Cast: Roy Scheider, Janet Margolin, John Glover, Sam Levene, Charles Napier, Christopher Walken, Jacqueline Brookes, David Margulies, Mandy Patinkin (cameo), Jonathan Demme (cameo)
Director: Jonathan Demme
Screenplay: David Shaber (based on the novel, "The 13th Man" by Murray Teigh Bloom)
Review published July 4, 2005
Twelve years he would put his own type of influential thriller on the map in The Silence of the Lambs, Jonathan Demme (The Truth About Charlie, The Agronomist) made an homage to the master of the contemporary thriller himself, Alfred Hitchcock. Last Embrace may not have anything that can relate to a Hitchcock film in its subject matter, but you wouldn't know it from the way the film plays out -- a bittersweet romantic thriller in the vein of Vertigo. Many classic Hitchcock touches about, from nods to the shower scene in Psycho, the finale at a national monument (Niagara Falls here), and even the end shot will have you recalling The Birds, even if they have nothing to do with the story at large.

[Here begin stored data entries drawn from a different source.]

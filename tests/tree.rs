use std::cell::RefCell;
use std::rc::Rc;

use cadre::prelude::*;

fn ctx() -> Rc<Context> {
  Context::new(ContextOptions::default())
}

fn spawn(ctx: &Rc<Context>, parent: Option<Id>) -> Rc<Entity> {
  let e = Entity::new(EntityOptions::default());
  ctx.entity_manager().add_entity(&e, parent).unwrap();
  e
}

#[test]
fn subtree_removal_order_is_depth_first_in_attach_order() {
  let ctx = ctx();
  let mgr = ctx.entity_manager();

  let r = spawn(&ctx, None);
  let c1 = spawn(&ctx, Some(r.id()));
  let g1 = spawn(&ctx, Some(c1.id()));
  let c2 = spawn(&ctx, Some(r.id()));

  let removed = Rc::new(RefCell::new(Vec::new()));
  let rc = removed.clone();
  let _hook = mgr
    .remove_entity_event()
    .bind(move |e| rc.borrow_mut().push(e.id()));

  mgr.remove_entity(r.id());

  assert_eq!(*removed.borrow(), vec![g1.id(), c1.id(), c2.id(), r.id()]);
  for e in [&r, &c1, &g1, &c2] {
    assert_eq!(e.state(), EntityState::Death);
  }
}

#[test]
fn remove_entity_is_idempotent() {
  let ctx = ctx();
  let mgr = ctx.entity_manager();
  let e = spawn(&ctx, None);

  let count = Rc::new(RefCell::new(0));
  let cc = count.clone();
  let _hook = mgr.remove_entity_event().bind(move |_| *cc.borrow_mut() += 1);

  mgr.remove_entity(e.id());
  mgr.remove_entity(e.id());
  assert_eq!(*count.borrow(), 1);
}

#[test]
fn add_entity_validates_parents() {
  let ctx = ctx();
  let mgr = ctx.entity_manager();

  let e = Entity::new(EntityOptions::default());
  let err = mgr.add_entity(&e, Some(Id::from_raw(999))).unwrap_err();
  assert!(matches!(err, EcError::ParentNotFound(_)));
  // Nothing was mutated.
  assert_eq!(e.state(), EntityState::Birth);
  assert_eq!(mgr.count_entities(), 0);

  let parent = spawn(&ctx, None);
  mgr.remove_entity(parent.id());
  let err = mgr.add_entity(&e, Some(parent.id())).unwrap_err();
  assert!(matches!(err, EcError::ParentNotFound(_)));
}

#[test]
fn duplicate_persist_ids_are_rejected() {
  let ctx = ctx();
  let mgr = ctx.entity_manager();
  let a = spawn(&ctx, None);

  let b = Entity::new(EntityOptions {
    persist_id: Some(a.id()),
    ..Default::default()
  });
  let err = mgr.add_entity(&b, None).unwrap_err();
  assert!(matches!(err, EcError::DuplicateId(_)));
}

#[test]
fn attach_and_detach_fire_tree_events() {
  let ctx = ctx();
  let mgr = ctx.entity_manager();
  let parent = spawn(&ctx, None);

  let log = Rc::new(RefCell::new(Vec::new()));
  let lc = log.clone();
  let _a = mgr.attach_child_event().bind(move |(p, c)| {
    lc.borrow_mut().push(("attach", p.id(), c.id()));
    assert_eq!(c.tree_node_state(), TreeNodeState::Attaching);
  });
  let lc = log.clone();
  let _d = mgr.detach_child_event().bind(move |(p, c)| {
    lc.borrow_mut().push(("detach", p.id(), c.id()));
    assert_eq!(c.tree_node_state(), TreeNodeState::Detaching);
  });

  let child = spawn(&ctx, Some(parent.id()));
  assert_eq!(child.tree_node_state(), TreeNodeState::Attached);
  assert_eq!(child.parent_id(), Some(parent.id()));
  assert!(!mgr.is_leaf(parent.id()));

  mgr.detach_node(child.id()).unwrap();
  assert_eq!(child.tree_node_state(), TreeNodeState::Detached);
  assert!(child.parent_id().is_none());
  assert!(mgr.is_freedom(child.id()));
  assert!(mgr.is_leaf(parent.id()));

  assert_eq!(
    *log.borrow(),
    vec![
      ("attach", parent.id(), child.id()),
      ("detach", parent.id(), child.id()),
    ]
  );
}

#[test]
fn detaching_mid_attach_event_skips_the_attached_transition() {
  let ctx = ctx();
  let mgr = ctx.entity_manager();
  let parent = spawn(&ctx, None);

  let ctx2 = ctx.clone();
  let _hook = mgr.attach_child_event().bind(move |(_, c)| {
    ctx2.entity_manager().detach_node(c.id()).unwrap();
  });

  let child = spawn(&ctx, Some(parent.id()));
  assert_eq!(child.tree_node_state(), TreeNodeState::Detached);
  assert!(child.parent_id().is_none());
  assert!(mgr.is_leaf(parent.id()));
}

#[test]
fn move_node_reparents_and_rejects_cycles() {
  let ctx = ctx();
  let mgr = ctx.entity_manager();

  let a = spawn(&ctx, None);
  let b = spawn(&ctx, Some(a.id()));
  let c = spawn(&ctx, Some(b.id()));
  let other = spawn(&ctx, None);

  mgr.move_node(c.id(), other.id()).unwrap();
  assert_eq!(c.parent_id(), Some(other.id()));
  assert!(mgr.is_leaf(b.id()));

  let err = mgr.move_node(a.id(), b.id()).unwrap_err();
  assert!(matches!(err, EcError::TreeCycle { .. }));

  let err = mgr.move_node(a.id(), a.id()).unwrap_err();
  assert!(matches!(err, EcError::SelfParent(_)));
}

#[test]
fn remove_node_splices_children_to_the_grandparent() {
  let ctx = ctx();
  let mgr = ctx.entity_manager();

  let root = spawn(&ctx, None);
  let mid = spawn(&ctx, Some(root.id()));
  let leaf = spawn(&ctx, Some(mid.id()));

  mgr.remove_node(mid.id()).unwrap();
  assert!(mid.parent_id().is_none());
  assert_eq!(leaf.parent_id(), Some(root.id()));

  let mut children = Vec::new();
  mgr.each_children(root.id(), |c| children.push(c.id()));
  assert_eq!(children, vec![leaf.id()]);
}

#[test]
fn make_root_promotes_only_detached_entities() {
  let ctx = ctx();
  let mgr = ctx.entity_manager();

  let free = spawn(&ctx, None);
  assert!(mgr.is_freedom(free.id()));
  assert!(!mgr.is_root(free.id()));

  mgr.make_root(free.id()).unwrap();
  assert!(mgr.is_root(free.id()));
  assert!(!mgr.is_freedom(free.id()));
  assert_eq!(mgr.root_ids(), vec![free.id()]);

  let parent = spawn(&ctx, None);
  let attached = spawn(&ctx, Some(parent.id()));
  let err = mgr.make_root(attached.id()).unwrap_err();
  assert!(matches!(err, EcError::NotDetached(_)));

  mgr.remove_entity(free.id());
  assert!(mgr.root_ids().is_empty());
}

Roy Scheider (Jaws, Blue Thunder) stars as Harry Hannan, a spy of sorts working for a secret organization, coming back in from a mandatory vacation after his wife is killed during one of his cases. As mentally unstable as this makes him, he reports back to duty, only to become suspicious that someone is out to kill him, and that someone may be working for the same organization he works for. Meanwhile, his home life hasn't improved much either, as he finds a peculiar woman living in his sublet apartment named Ellie (Margolin, Annie Hall) , who helps him try to piece things together. Weird letters in Aramaic, cyanide capsules in his medicine cabinet, and people following him wherever he goes has Harry determined to get to the bottom of things before he ends up dead.
With nice performances by Scheider and Margolin, Last Embrace proves to be a classy but derivative thriller that piques the interest with an interesting mystery, but ultimately falls a bit short of the heights of the movies that inspired its style. Margolin shines in particular, with a mix of sweetness and sexiness that has you wondering all along if she might have her hands dirty with all of the hullabaloo, and yet, we also seek a happy ending for her because of what she has meant for Scheider.
With a nice Hermann-esque score by Miklos Rozsa (he had also worked with Hitch when he scored Spellbound), and fluid cinematography by Tak Fujimoto (Death Race 2000, Melvin and Howard), this is an old fashioned mystery that will most likely please those who reminisce for the older style of suspense vehicles. Demme can't touch Hitchcock at his own game, but he fares better than most that have followed the same path.